TASK DESCRIPTION |
Take the entries below and print all of them exactly, please.

#### MATERIAL TO PROCESS ####

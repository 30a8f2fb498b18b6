use std::path::{Path, PathBuf};

use form_store::config::StoreSettings;
use form_store::document::SavePath;
use form_store::store::FormStore;
use tempfile::TempDir;

pub fn settings(paths: &[(&Path, bool)]) -> StoreSettings {
    StoreSettings {
        save_paths: Some(
            paths
                .iter()
                .map(|(p, enabled)| SavePath::new(p.to_path_buf(), *enabled))
                .collect(),
        ),
        ..Default::default()
    }
}

pub fn open(paths: &[(&Path, bool)]) -> FormStore {
    FormStore::open(settings(paths)).expect("store should initialize")
}

pub fn dirs(tmp: &TempDir) -> (PathBuf, PathBuf) {
    (tmp.path().join("a"), tmp.path().join("b"))
}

####

RESULT BELOW |
repository 30a8f2fb498b18b6
use std::path::{Path, PathBuf};

use form_store::config::StoreSettings;
use form_store::document::SavePath;
use form_store::store::FormStore;
use tempfile::TempDir;

pub fn settings(paths: &[(&Path, bool)]) -> StoreSettings {
    StoreSettings {
        save_paths: Some(
            paths
                .iter()
                .map(|(p, enabled)| SavePath::new(p.to_path_buf(), *enabled))
                .collect(),
        ),
        ..Default::default()
    }
}

pub fn open(paths: &[(&Path, bool)]) -> FormStore {
    FormStore::open(settings(paths)).expect("store should initialize")
}

pub fn dirs(tmp: &TempDir) -> (PathBuf, PathBuf) {
    (tmp.path().join("a"), tmp.path().join("b"))
}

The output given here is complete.